Davies worked as Head of Player Development at Ottawa St. Anthony Futuro Soccer Academy between July 2014 and February 2023. Tyr Walker, Antoine Coupland, Noah Abatneh, Eric Lajeunesse and Elage Bah were graduates who went on to play professionally in the Canadian Premier League and MLS. Sadie Sider-Echenberg, another graduate from the same age group at the club went on to play for Le Havre AC and became the youngest goal scorer in Division 1 Féminine in the club's history.

"One of the assistants for Halifax Wanderers, his name is Jed Davies, he taught me a lot about the tactical side of the game and a lot of the technical skills I use today is a product of the repetition I was doing at those ages."
— — Noah Abatneh (York United FC) and the role coaches played on his youth development.

===HFX Wanderers FC===
On 6 February 2023, head coach Patrice Gheisar named Jed Davies as an Assistant Coach and Head of Youth Development at HFX Wanderers FC in the Canadian Premier League

In the club announcement HFX Wanderers Founder and President Derek Martin said: “Jed's addition represents a significant investment on our behalf to improve the development pathway in our region, It remains our goal to see multiple Atlantic Canadian players earn their way onto the Wanderers’ first-team roster.”

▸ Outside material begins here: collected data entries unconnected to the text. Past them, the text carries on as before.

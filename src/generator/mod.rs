//! Script and project-file generators.
//!
//! Eight targets share one contract: layers render in schema order, an empty
//! schema still yields the fixed preamble and teardown, and the configured
//! password never appears in the output. Credentials are always emitted as a
//! runtime environment-variable lookup (or a hidden tool parameter).

pub mod arcpy;
pub mod export;
pub mod ops;
pub mod pyqgis;
pub mod pyt;
pub mod qgs;
pub mod types;
pub mod webmap;

pub use ops::Operation;

use clap::ValueEnum;
use serde::Deserialize;
use std::collections::HashMap;
use std::fmt;

use crate::config::DbConfig;
use crate::layout::TemplateConfig;
use crate::schema::Schema;

/// Target platform for generated output
#[derive(Debug, Clone, Copy, PartialEq, Eq, ValueEnum, Deserialize)]
#[serde(rename_all = "lowercase")]
pub enum Platform {
    Pyqgis,
    Arcpy,
    Folium,
    Kepler,
    Deck,
    Export,
    Qgs,
    Pyt,
}

impl Platform {
    pub const ALL: [Platform; 8] = [
        Platform::Pyqgis,
        Platform::Arcpy,
        Platform::Folium,
        Platform::Kepler,
        Platform::Deck,
        Platform::Export,
        Platform::Qgs,
        Platform::Pyt,
    ];

    pub fn as_str(self) -> &'static str {
        match self {
            Platform::Pyqgis => "pyqgis",
            Platform::Arcpy => "arcpy",
            Platform::Folium => "folium",
            Platform::Kepler => "kepler",
            Platform::Deck => "deck",
            Platform::Export => "export",
            Platform::Qgs => "qgs",
            Platform::Pyt => "pyt",
        }
    }

    /// File extension for generated output
    pub fn extension(self) -> &'static str {
        match self {
            Platform::Qgs => ".qgs",
            Platform::Pyt => ".pyt",
            _ => ".py",
        }
    }

    /// Only the scripting targets accept `--op` blocks
    pub fn supports_operations(self) -> bool {
        matches!(self, Platform::Pyqgis | Platform::Arcpy)
    }
}

impl fmt::Display for Platform {
    fn fmt(&self, f: &mut fmt::Formatter<'_>) -> fmt::Result {
        f.write_str(self.as_str())
    }
}

impl std::str::FromStr for Platform {
    type Err = String;

    fn from_str(s: &str) -> Result<Self, Self::Err> {
        Platform::ALL
            .into_iter()
            .find(|p| p.as_str() == s)
            .ok_or_else(|| format!("Unknown platform: {s}"))
    }
}

/// Per-layer operation overrides, keyed by qualified layer name
pub type PerLayerOps = HashMap<String, Vec<Operation>>;

/// Generate output for the requested platform.
///
/// `operations`, `template` and `per_layer_ops` only affect the pyqgis and
/// arcpy targets; the other six ignore them.
pub fn generate(
    platform: Platform,
    schema: &Schema,
    db: &DbConfig,
    operations: &[Operation],
    template: Option<&TemplateConfig>,
    per_layer_ops: Option<&PerLayerOps>,
) -> String {
    match platform {
        Platform::Pyqgis => {
            pyqgis::generate_pyqgis(schema, db, operations, template, per_layer_ops)
        }
        Platform::Arcpy => arcpy::generate_arcpy(schema, db, operations, template, per_layer_ops),
        Platform::Folium => webmap::generate_folium(schema, db),
        Platform::Kepler => webmap::generate_kepler(schema, db),
        Platform::Deck => webmap::generate_deck(schema, db),
        Platform::Export => export::generate_export(schema, db),
        Platform::Qgs => qgs::generate_qgs(schema, db),
        Platform::Pyt => pyt::generate_pyt(schema, db),
    }
}

#[cfg(test)]
mod tests {
    use super::*;

    #[test]
    fn test_extension_per_platform() {
        assert_eq!(Platform::Pyqgis.extension(), ".py");
        assert_eq!(Platform::Qgs.extension(), ".qgs");
        assert_eq!(Platform::Pyt.extension(), ".pyt");
    }

    #[test]
    fn test_only_script_targets_support_operations() {
        let supported: Vec<Platform> = Platform::ALL
            .into_iter()
            .filter(|p| p.supports_operations())
            .collect();
        assert_eq!(supported, vec![Platform::Pyqgis, Platform::Arcpy]);
    }

    #[test]
    fn test_platform_from_str_round_trip() {
        for platform in Platform::ALL {
            assert_eq!(platform.as_str().parse::<Platform>().unwrap(), platform);
        }
        assert!("mapnik".parse::<Platform>().is_err());
    }
}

During his time with HFX Wanderers, the club recorded its highest league finish in club history (2023 season) and a number of players from the HFX Wanderers under-21 team made their professional debuts including Tiago Coimbra, Camilo Vasconcelos, Jefferson Alphonse and Aiden Rushenas.

===UPEI Panthers===
On 18 December 2024, Jed Davies was named the new head coach of UPEI Soccer Panthers, taking over from Lewis Page who had departed to become head coach of Halifax Tides FC after 25 seasons with UPEI Soccer Panthers.

===HFX Wanderers FC===
On 14 January 2026, head coach Vanni Sartini welcomed back Jed Davies as an Assistant Coach and Head of Youth Development at HFX Wanderers FC in the Canadian Premier League

In the club announcement, Vanni Sartini spoke highly of Davies’ player development track record: “Jed’s capacity as both a coach and a developer of young talent is incredible”

==Coach education==

Davies was a co-founder of Inspire Football Coach Education UK, a coach education company that featured the likes of Dick Bate, Raymond Verheijen, FC Barcelona's Albert Capellas, Brian Ashton and many other reputable guests.

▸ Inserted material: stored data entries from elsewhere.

/// Emit 4-space-indented PyQGIS lines for each requested operation.
///
/// Blocks appear in the fixed registry order regardless of request order.
pub fn pyqgis_op_blocks(
    var: &str,
    table: &str,
    columns: &[Column],
    ops: &[Operation],
) -> Vec<String> {
    let has = |op: Operation| ops.contains(&op);
    let first_col = first_col_name(columns);
    let mut lines: Vec<String> = Vec::new();

    if has(Operation::Reproject) {
        lines.extend([
            "    # --- reproject ---".to_string(),
            r#"    # TODO: change "EPSG:4326" to your target CRS"#.to_string(),
            format!(r#"    _target_crs_{var} = QgsCoordinateReferenceSystem("EPSG:4326")"#),
            format!(r#"    _reproj_{var} = processing.run("native:reprojectlayer", {{"#),
            format!(r#"        "INPUT":      lyr_{var},"#),
            format!(r#"        "TARGET_CRS": _target_crs_{var},"#),
            r#"        "OUTPUT":     "memory:","#.to_string(),
            "    })".to_string(),
            format!(r#"    lyr_{var}_reprojected = _reproj_{var}["OUTPUT"]"#),
            format!(
                r#"    print(f"  Reprojected: {{lyr_{var}_reprojected.featureCount()}} features")"#
            ),
            String::new(),
        ]);
    }

    if has(Operation::Export) {
        lines.extend([
            "    # --- export to GeoJSON ---".to_string(),
            "    # TODO: change output path".to_string(),
            "    from qgis.core import QgsVectorFileWriter".to_string(),
            format!(r#"    _out_{var} = f"/tmp/{table}.geojson""#),
            format!(r#"    _err_{var}, _msg_{var} = QgsVectorFileWriter.writeAsVectorFormat("#),
            format!(r#"        lyr_{var}, _out_{var}, "utf-8", lyr_{var}.crs(), "GeoJSON","#),
            "    )".to_string(),
            format!(r#"    if _err_{var} == QgsVectorFileWriter.NoError:"#),
            format!(r#"        print(f"  Exported to {{_out_{var}}}")"#),
            "    else:".to_string(),
            format!(r#"        print(f"  Export error: {{_msg_{var}}}")"#),
            String::new(),
        ]);
    }

    if has(Operation::Buffer) {
        lines.extend([
            "    # --- buffer ---".to_string(),
            "    # TODO: set DISTANCE in layer CRS units".to_string(),
            format!(r#"    _buf_{var} = processing.run("native:buffer", {{"#),
            format!(r#"        "INPUT":         lyr_{var},"#),
            r#"        "DISTANCE":      100,"#.to_string(),
            r#"        "SEGMENTS":      5,"#.to_string(),
            r#"        "END_CAP_STYLE": 0,"#.to_string(),
            r#"        "JOIN_STYLE":    0,"#.to_string(),
            r#"        "MITER_LIMIT":   2,"#.to_string(),
            r#"        "DISSOLVE":      False,"#.to_string(),
            r#"        "OUTPUT":        "memory:","#.to_string(),
            "    })".to_string(),
            format!(r#"    lyr_{var}_buffer = _buf_{var}["OUTPUT"]"#),
            format!(r#"    print(f"  Buffer: {{lyr_{var}_buffer.featureCount()}} features")"#),
            String::new(),
        ]);
    }

    if has(Operation::Clip) {
        lines.extend([
            "    # --- clip ---".to_string(),
            format!("    # TODO: define clip_layer_{var}, then uncomment"),
            format!(
                r#"    # clip_layer_{var} = QgsVectorLayer("/path/to/boundary.shp", "boundary", "ogr")"#
            ),
            format!(r#"    # _clip_{var} = processing.run("native:clip", {{"#),
            format!(r#"    #     "INPUT":   lyr_{var},"#),
            format!(r#"    #     "OVERLAY": clip_layer_{var},"#),
            r#"    #     "OUTPUT":  "memory:","#.to_string(),
            "    # })".to_string(),
            format!(r#"    # lyr_{var}_clipped = _clip_{var}["OUTPUT"]"#),
            format!(r#"    # print(f"  Clipped: {{lyr_{var}_clipped.featureCount()}} features")"#),
            String::new(),
        ]);
    }

    if has(Operation::Select) {
        lines.extend([
            "    # --- select by attribute ---".to_string(),
            "    # TODO: update expression".to_string(),
            format!(r#"    lyr_{var}.selectByExpression('"{first_col}" IS NOT NULL')"#),
            format!(r#"    print(f"  Selected: {{lyr_{var}.selectedFeatureCount()}} features")"#),
            format!("    lyr_{var}.removeSelection()"),
            String::new(),
        ]);
    }

    if has(Operation::Dissolve) {
        lines.extend([
            "    # --- dissolve ---".to_string(),
            "    # TODO: set FIELD list (empty = dissolve all into one feature)".to_string(),
            format!(r#"    _diss_{var} = processing.run("native:dissolve", {{"#),
            format!(r#"        "INPUT":  lyr_{var},"#),
            r#"        "FIELD":  [],  # e.g. ["district_name"]"#.to_string(),
            r#"        "OUTPUT": "memory:","#.to_string(),
            "    })".to_string(),
            format!(r#"    lyr_{var}_dissolved = _diss_{var}["OUTPUT"]"#),
            format!(
                r#"    print(f"  Dissolved: {{lyr_{var}_dissolved.featureCount()}} features")"#
            ),
            String::new(),
        ]);
    }

    if has(Operation::Centroid) {
        lines.extend([
            "    # --- centroid ---".to_string(),
            format!(r#"    _cent_{var} = processing.run("native:centroids", {{"#),
            format!(r#"        "INPUT":     lyr_{var},"#),
            r#"        "ALL_PARTS": False,"#.to_string(),
            r#"        "OUTPUT":    "memory:","#.to_string(),
            "    })".to_string(),
            format!(r#"    lyr_{var}_centroids = _cent_{var}["OUTPUT"]"#),
            format!(r#"    print(f"  Centroids: {{lyr_{var}_centroids.featureCount()}} points")"#),
            String::new(),
        ]);
    }

    if has(Operation::FieldCalc) {
        lines.extend([
            "    # --- field calculator ---".to_string(),
            "    # TODO: set FIELD_NAME and FORMULA (uses QGIS expression syntax)".to_string(),
            format!(r#"    _calc_{var} = processing.run("native:fieldcalculator", {{"#),
            format!(r#"        "INPUT":           lyr_{var},"#),
            r#"        "FIELD_NAME":      "new_field",  # TODO: change"#.to_string(),
            r#"        "FIELD_TYPE":      0,            # 0=float, 1=int, 2=string"#.to_string(),
            r#"        "FIELD_LENGTH":    20,"#.to_string(),
            r#"        "FIELD_PRECISION": 3,"#.to_string(),
            r#"        "FORMULA":         "$area",      # TODO: change expression"#.to_string(),
            r#"        "OUTPUT":          "memory:","#.to_string(),
            "    })".to_string(),
            format!(r#"    lyr_{var}_calculated = _calc_{var}["OUTPUT"]"#),
            format!(
                r#"    print(f"  Field calculated: {{lyr_{var}_calculated.featureCount()}} features")"#
            ),
            String::new(),
        ]);
    }

    if has(Operation::SpatialJoin) {
        lines.extend([
            "    # --- spatial join ---".to_string(),
            format!("    # TODO: define join_layer_{var}, then uncomment"),
            format!(
                r#"    # join_layer_{var} = QgsVectorLayer("/path/to/join.shp", "join", "ogr")"#
            ),
            format!(r#"    # _sjoin_{var} = processing.run("native:joinattributesbylocation", {{"#),
            format!(r#"    #     "INPUT":              lyr_{var},"#),
            format!(r#"    #     "JOIN":               join_layer_{var},"#),
            r#"    #     "PREDICATE":          [0],  # 0=intersects, 1=contains, 2=equals"#
                .to_string(),
            r#"    #     "JOIN_FIELDS":        [],   # empty = all fields"#.to_string(),
            r#"    #     "METHOD":             1,    # 1=first match, 2=largest overlap"#
                .to_string(),
            r#"    #     "DISCARD_NONMATCHING": False,"#.to_string(),
            r#"    #     "OUTPUT":             "memory:","#.to_string(),
            "    # })".to_string(),
            format!(r#"    # lyr_{var}_joined = _sjoin_{var}["OUTPUT"]"#),
            format!(
                r#"    # print(f"  Spatial join: {{lyr_{var}_joined.featureCount()}} features")"#
            ),
            String::new(),
        ]);
    }

    if has(Operation::Intersect) {
        lines.extend([
            "    # --- intersect ---".to_string(),
            format!("    # TODO: define overlay_layer_{var}, then uncomment"),
            format!(
                r#"    # overlay_layer_{var} = QgsVectorLayer("/path/to/overlay.shp", "overlay", "ogr")"#
            ),
            format!(r#"    # _isect_{var} = processing.run("native:intersection", {{"#),
            format!(r#"    #     "INPUT":          lyr_{var},"#),
            format!(r#"    #     "OVERLAY":        overlay_layer_{var},"#),
            r#"    #     "INPUT_FIELDS":   [],"#.to_string(),
            r#"    #     "OVERLAY_FIELDS": [],"#.to_string(),
            r#"    #     "OUTPUT":         "memory:","#.to_string(),
            "    # })".to_string(),
            format!(r#"    # lyr_{var}_intersected = _isect_{var}["OUTPUT"]"#),
            format!(
                r#"    # print(f"  Intersect: {{lyr_{var}_intersected.featureCount()}} features")"#
            ),
            String::new(),
        ]);
    }

    // 3D massing

    if has(Operation::Extrude) {
        lines.extend([
            "    # --- 3D extrude ---".to_string(),
            "    # Applies a data-defined extrusion renderer to the layer.".to_string(),
            "    # TODO: set HEIGHT_FIELD to your building height attribute.".to_string(),
            "    from qgis.core import (".to_string(),
            "        QgsPolygon3DSymbol, QgsVectorLayer3DRenderer,".to_string(),
            "        QgsAbstract3DSymbol, QgsProperty,".to_string(),
            "    )".to_string(),
            format!(r#"    _HEIGHT_FIELD_{var} = "height"  # TODO: change"#),
            format!("    _sym3d_{var} = QgsPolygon3DSymbol()"),
            format!("    _ddp_{var}   = _sym3d_{var}.dataDefinedProperties()"),
            format!("    _ddp_{var}.setProperty("),
            "        QgsAbstract3DSymbol.PropertyExtrusionHeight,".to_string(),
            format!("        QgsProperty.fromField(_HEIGHT_FIELD_{var}),"),
            "    )".to_string(),
            format!("    _sym3d_{var}.setDataDefinedProperties(_ddp_{var})"),
            format!("    _rndr3d_{var} = QgsVectorLayer3DRenderer()"),
            format!("    _rndr3d_{var}.setSymbol(_sym3d_{var})"),
            format!("    lyr_{var}.setRenderer3D(_rndr3d_{var})"),
            format!("    lyr_{var}.triggerRepaint()"),
            format!(
                r#"    print(f"  3D extrusion applied using '{{_HEIGHT_FIELD_{var}}}'")"#
            ),
            String::new(),
        ]);
    }

    if has(Operation::ZStats) {
        lines.extend([
            "    # --- Z statistics ---".to_string(),
            "    from qgis.core import QgsWkbTypes".to_string(),
            format!("    if QgsWkbTypes.hasZ(lyr_{var}.wkbType()):"),
            format!("        _zvals_{var} = []"),
            format!("        for _feat in lyr_{var}.getFeatures():"),
            "            for _v in _feat.geometry().vertices():".to_string(),
            format!("                _zvals_{var}.append(_v.z())"),
            format!("        if _zvals_{var}:"),
            format!(r#"            print(f"  Z min : {{min(_zvals_{var}):.3f}}")"#),
            format!(r#"            print(f"  Z max : {{max(_zvals_{var}):.3f}}")"#),
            format!(
                r#"            print(f"  Z mean: {{sum(_zvals_{var})/len(_zvals_{var}):.3f}}")"#
            ),
            "    else:".to_string(),
            r#"        print("  Layer has no Z values — load a 3D geometry source.")"#.to_string(),
            String::new(),
        ]);
    }

    if has(Operation::FloorCeiling) {
        lines.extend([
            "    # --- floor / ceiling heights ---".to_string(),
            "    # Extrudes from a base elevation to a roof elevation using two fields."
                .to_string(),
            "    # TODO: set BASE_FIELD and ROOF_FIELD.".to_string(),
            "    from qgis.core import (".to_string(),
            "        QgsPolygon3DSymbol, QgsVectorLayer3DRenderer,".to_string(),
            "        QgsAbstract3DSymbol, QgsProperty,".to_string(),
            "    )".to_string(),
            format!(r#"    _BASE_FIELD_{var} = "base_height"  # TODO: change"#),
            format!(r#"    _ROOF_FIELD_{var} = "roof_height"  # TODO: change"#),
            format!("    _sym_fc_{var} = QgsPolygon3DSymbol()"),
            format!("    _ddp_fc_{var} = _sym_fc_{var}.dataDefinedProperties()"),
            "    # Base (floor) elevation".to_string(),
            format!("    _ddp_fc_{var}.setProperty("),
            "        QgsAbstract3DSymbol.PropertyHeight,".to_string(),
            format!("        QgsProperty.fromField(_BASE_FIELD_{var}),"),
            "    )".to_string(),
            "    # Extrusion = roof - base".to_string(),
            format!("    _ddp_fc_{var}.setProperty("),
            "        QgsAbstract3DSymbol.PropertyExtrusionHeight,".to_string(),
            "        QgsProperty.fromExpression(".to_string(),
            format!(r#"            f'"{{_ROOF_FIELD_{var}}}" - "{{_BASE_FIELD_{var}}}"'"#),
            "        ),".to_string(),
            "    )".to_string(),
            format!("    _sym_fc_{var}.setDataDefinedProperties(_ddp_fc_{var})"),
            format!("    _rndr_fc_{var} = QgsVectorLayer3DRenderer()"),
            format!("    _rndr_fc_{var}.setSymbol(_sym_fc_{var})"),
            format!("    lyr_{var}.setRenderer3D(_rndr_fc_{var})"),
            format!("    lyr_{var}.triggerRepaint()"),
            format!(
                r#"    print(f"  Floor/ceiling extrusion: base='{{_BASE_FIELD_{var}}}' roof='{{_ROOF_FIELD_{var}}}'")"#
            ),
            String::new(),
        ]);
    }

    if has(Operation::Volume) {
        lines.extend([
            "    # --- approximate volume (footprint area × height) ---".to_string(),
            "    # TODO: set HEIGHT_FIELD.".to_string(),
            "    # For exact 3D volume use ST_Volume() directly in PostGIS.".to_string(),
            format!(r#"    _VOL_HEIGHT_{var} = "height"  # TODO: change"#),
            format!("    _total_vol_{var} = 0.0"),
            format!("    for _feat in lyr_{var}.getFeatures():"),
            format!("        _h = _feat[_VOL_HEIGHT_{var}]"),
            "        if _h:".to_string(),
            format!("            _total_vol_{var} += _feat.geometry().area() * float(_h)"),
            format!(
                r#"    print(f"  Approx. total volume: {{_total_vol_{var}:,.1f}} (CRS units³)")"#
            ),
            String::new(),
        ]);
    }

    if has(Operation::SceneLayer) {
        lines.extend([
            "    # --- export to 3D Tiles (QGIS 3.34+) ---".to_string(),
            "    # TODO: set output directory. Requires the layer to have a 3D renderer."
                .to_string(),
            format!(r#"    _out_tiles_{var} = f"/tmp/{table}_3dtiles""#),
            "    import os as _os".to_string(),
            format!("    _os.makedirs(_out_tiles_{var}, exist_ok=True)"),
            format!(r#"    # processing.run("native:convert3dtiles", {{"#),
            format!(r#"    #     "INPUT":           lyr_{var},"#),
            format!(r#"    #     "OUTPUT_FOLDER":   _out_tiles_{var},"#),
            r#"    #     "COMPRESSION":     0,  # 0=None, 1=GZIP"#.to_string(),
            "    # })".to_string(),
            format!(r#"    # print(f"  3D Tiles written to: {{_out_tiles_{var}}}")"#),
            String::new(),
        ]);
    }

    lines
}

Davies has presented for a number of clubs and coach education companies and events such as the World Football Academy Expert Meeting, owned by Dutch coach Raymond Verheijen. Verheijen (former Wales Assistant Manager) referred to Davies as one of the "next generation" of coaches who he appreciated as an educator of football tactics.

In 2019, Davies became a professor at the University of Ottawa where he taught Strategy in Sport: Association Football.

==Published books==

In 2013 Davies published Coaching the Tiki-Taka Style of Play, a book positively reviewed by Eddie Howe among many others. Eddie Howe commented how the book was one of "Inspiration, different ideas and new angles that can make you better" during his Soccer AM interview on Sky Sports.

The Philosophy of Football: In Shadows of Marcelo Bielsa was published in 2016. The book included insights from Michael Beale, Mark Sampson, Chris Davies and those close to the working methods of Marcelo Bielsa.

On 1 May 2026, Davies published ball., the first volume of his Technical-Tactical Football Theory trilogy. Matías Manna, analyst with the Argentina national team that won the 2022 World Cup, wrote in the foreword: "When you read this book, you cannot remain apathetic. You will carry Jed's flag and plant it in your club, in your barrio, in your team, or, most importantly, in your lenses for seeing the game."